2. Work out the pain of loss. Death produces painful feelings that need to be expressed. There has to be a place for this pain. Sometimes society does not help (e.g., when someone with good intentions advises us not to be sad, that person would like to see us happy)—suppressing grief can extend grief (e.g., when you don’t talk about the death and act like nothing). This task is encouraged through emotional expression. It is expected that optimistic (e.g., longing) and negative emotions can coexist towards the deceased (e.g., anger or guilt).
The person must be helped to balance positive and negative emotions that allow him to redefine the image of the deceased adaptively (e.g., my father loved me very much, but because of his education, he was not very expressive when showing affected). Suppose the person was left with the need to express something that he could not tell the deceased, or there was an open conflict. In that case, there are various strategies to address it (e.g., writing letters, the empty chair technique in which he imagines that he is facing his parent and communicates how you feel, etc.).
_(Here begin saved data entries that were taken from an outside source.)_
use std::sync::Arc;
use std::time::Duration;

use tokio::sync::Mutex;
use tokio::time::{sleep, timeout};
use tracing::{debug, info, warn};

use crate::clock;
use crate::config::SourceConfig;
use crate::error::Result;
use crate::protocol::{self, Endpoint, Envelope};
use crate::stats::{CycleReport, TimingSample};

/// The traffic generator. Feeds a burst of untimed traffic first, then runs
/// one measured validation cycle per configured service count.
pub struct Source {
    config: SourceConfig,
}

impl Source {
    pub fn new(config: SourceConfig) -> Source {
        Source { config }
    }

    pub async fn run(&self) -> Result<Vec<CycleReport>> {
        info!("starting source");
        self.feed().await;
        self.validate().await
    }

    /// Feeding stage: fire a fixed count of stamped messages at one target,
    /// spaced by the arrival delay. Replies are logged, never measured.
    pub async fn feed(&self) {
        info!(target = %self.config.feed_target, "feeding stage started");
        for seq in 0..self.config.feed_message_count as u64 {
            let envelope = Envelope::stamped(1, seq, None);
            let frame = envelope.to_string();
            debug!(%frame, "feeding");
            match protocol::exchange(&self.config.feed_target, &frame, protocol::FEED_TIMEOUT)
                .await
            {
                Ok(reply) if !reply.is_empty() => debug!(%reply, "feed reply"),
                Ok(_) => debug!(seq, "feed message got no reply"),
                Err(err) => warn!(seq, error = %err, "feed send failed"),
            }
            sleep(Duration::from_millis(self.config.arrival_delay_ms)).await;
        }
        info!("feeding stage finished");
    }

    /// Validation stage: one strictly sequential cycle per service count.
    pub async fn validate(&self) -> Result<Vec<CycleReport>> {
        if self.config.balancers.is_empty() {
            return Err(crate::error::SurgeError::Config(
                "no balancer addresses configured".into(),
            ));
        }
        let mut reports = Vec::with_capacity(self.config.service_counts.len());
        for (cycle, &count) in self.config.service_counts.iter().enumerate() {
            let report = self.run_cycle(cycle as u64, count).await;
            info!(
                cycle = report.cycle,
                services = report.service_count,
                sent = report.messages_sent,
                received = report.responses_received,
                mean_mrt_ms = report.mean_mrt_ms,
                stddev_mrt_ms = report.stddev_mrt_ms,
                "cycle finished"
            );
            reports.push(report);
        }
        Ok(reports)
    }

    async fn run_cycle(&self, cycle: u64, service_count: usize) -> CycleReport {
        info!(cycle, service_count, "starting cycle");
        self.configure_balancers(service_count).await;

        // Each cycle owns a fresh collection, so a straggler abandoned at
        // join time has nowhere left to write once this cycle is reported.
        let samples: Arc<Mutex<Vec<TimingSample>>> = Arc::new(Mutex::new(Vec::new()));

        let round_trip_bound = Duration::from_millis(self.config.round_trip_timeout_ms);
        let join_bound = Duration::from_millis(self.config.join_timeout_ms);

        let total = self.config.max_considered_messages_expected;
        let mut emissions = Vec::with_capacity(total);
        for i in 0..total {
            let balancer = self.config.balancers[i % self.config.balancers.len()].clone();
            let envelope = Envelope::stamped(cycle, (i + 1) as u64, None);
            let samples = samples.clone();
            emissions.push(tokio::spawn(emit(balancer, envelope, round_trip_bound, samples)));
            if i + 1 < total {
                sleep(Duration::from_millis(self.config.arrival_delay_ms)).await;
            }
        }

        for (i, task) in emissions.into_iter().enumerate() {
            match timeout(join_bound, task).await {
                Ok(Ok(())) => {}
                Ok(Err(err)) => warn!(cycle, emission = i, error = %err, "emission task failed"),
                Err(_) => warn!(cycle, emission = i, "emission still running at join bound, abandoning"),
            }
        }

        let samples = samples.lock().await;
        CycleReport::from_samples(cycle, service_count, total, &samples)
    }

    async fn configure_balancers(&self, service_count: usize) {
        let frame = format!("{}{service_count}", protocol::CONFIG_PREFIX);
        for balancer in &self.config.balancers {
            match protocol::exchange(balancer, &frame, protocol::CONFIG_TIMEOUT).await {
                Ok(ack) if ack == protocol::CONFIG_OK => {
                    debug!(%balancer, service_count, "balancer configured")
                }
                Ok(ack) => warn!(%balancer, %ack, "balancer rejected config"),
                Err(err) => warn!(%balancer, error = %err, "config send failed"),
            }
        }
    }
}

/// One emission: full round trip through a balancer, recording a timing
/// sample only for a genuine service reply.
async fn emit(
    balancer: Endpoint,
    envelope: Envelope,
    bound: Duration,
    samples: Arc<Mutex<Vec<TimingSample>>>,
) {
    let cycle = envelope.cycle;
    let seq = envelope.seq;
    let frame = envelope.to_string();

    let reply = match protocol::exchange(&balancer, &frame, bound).await {
        Ok(reply) => reply,
        Err(err) => {
            warn!(cycle, seq, %balancer, error = %err, "round trip failed");
            return;
        }
    };

    if reply.is_empty() {
        warn!(cycle, seq, %balancer, "empty reply, dropping");
        return;
    }
    if protocol::is_failure_token(&reply) {
        debug!(cycle, seq, %balancer, %reply, "request not serviced");
        return;
    }

    let mrt_ms = clock::now_millis() - envelope.sent_ts;
    if !mrt_ms.is_finite() || mrt_ms < 0.0 {
        warn!(cycle, seq, mrt_ms, "nonsensical round-trip time, dropping");
        return;
    }

    info!(cycle, seq, mrt_ms, "response captured");
    samples.lock().await.push(TimingSample {
        response: reply,
        mrt_ms,
    });
}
Very traumatic images or emotions can be addressed with emotional processing techniques. If the criteria for any psychological disorder (depression, anxiety, etc.) are met, they are dealt with in the usual way, and then the grief issues are addressed. If one parent has passed away, a scrapbook can be made of the deceased that the children can review as they grow and help them integrate the experience.
3. Adapt to the world without the deceased. This adaptation is external, internal, and spiritual. External adaptation refers to how it has affected daily life (it may involve learning new skills and taking on new roles). This phase is approached with problem-solving strategies for difficulties (e.g., learning to keep business accounts, making new social relationships, etc.).
Internal adaptation has to do with the person’s definition of himself and her self-esteem. Who am I now? How has this loss made me different? It is essential to redefine ourselves positively, even extracting some good aspects that we discover in ourselves due to the loss. The concept of resilience can be helpful to you.
On a spiritual level, the loss can shake the foundations of the world. It is essential to look for meaning or meaning (the definite purpose is not necessary, but if you find one: he had to learn something, he finished his task, there is an order in the universe even if we do not understand it, etc.).
4. Find a lasting connection with the deceased as you move on with your life. It is taking him with us, missing him but without severe pain or anguish, being able to get on with our lives. It is to live again. It is resolved when the person can take permission to stop suffering and think about the deceased without feeling overwhelming pain (e.g., dreams in which the dead communicates to the living person that he is well and that he wants him to continue to go ahead).
People do this in different ways. Some maintain the bond by identifying with the likes or hobbies of the deceased or by assuming roles in the family that that person previously took.
Take some time, take care of yourself more than you did before, be kind and flexible with yourself, seek the support of people who love you, and think that this will pass if you do your part. People can overcome dramatic deaths and move on.
If you feel that you are not making progress, seek professional help. A psychologist can help you work out your grief in a healthier way.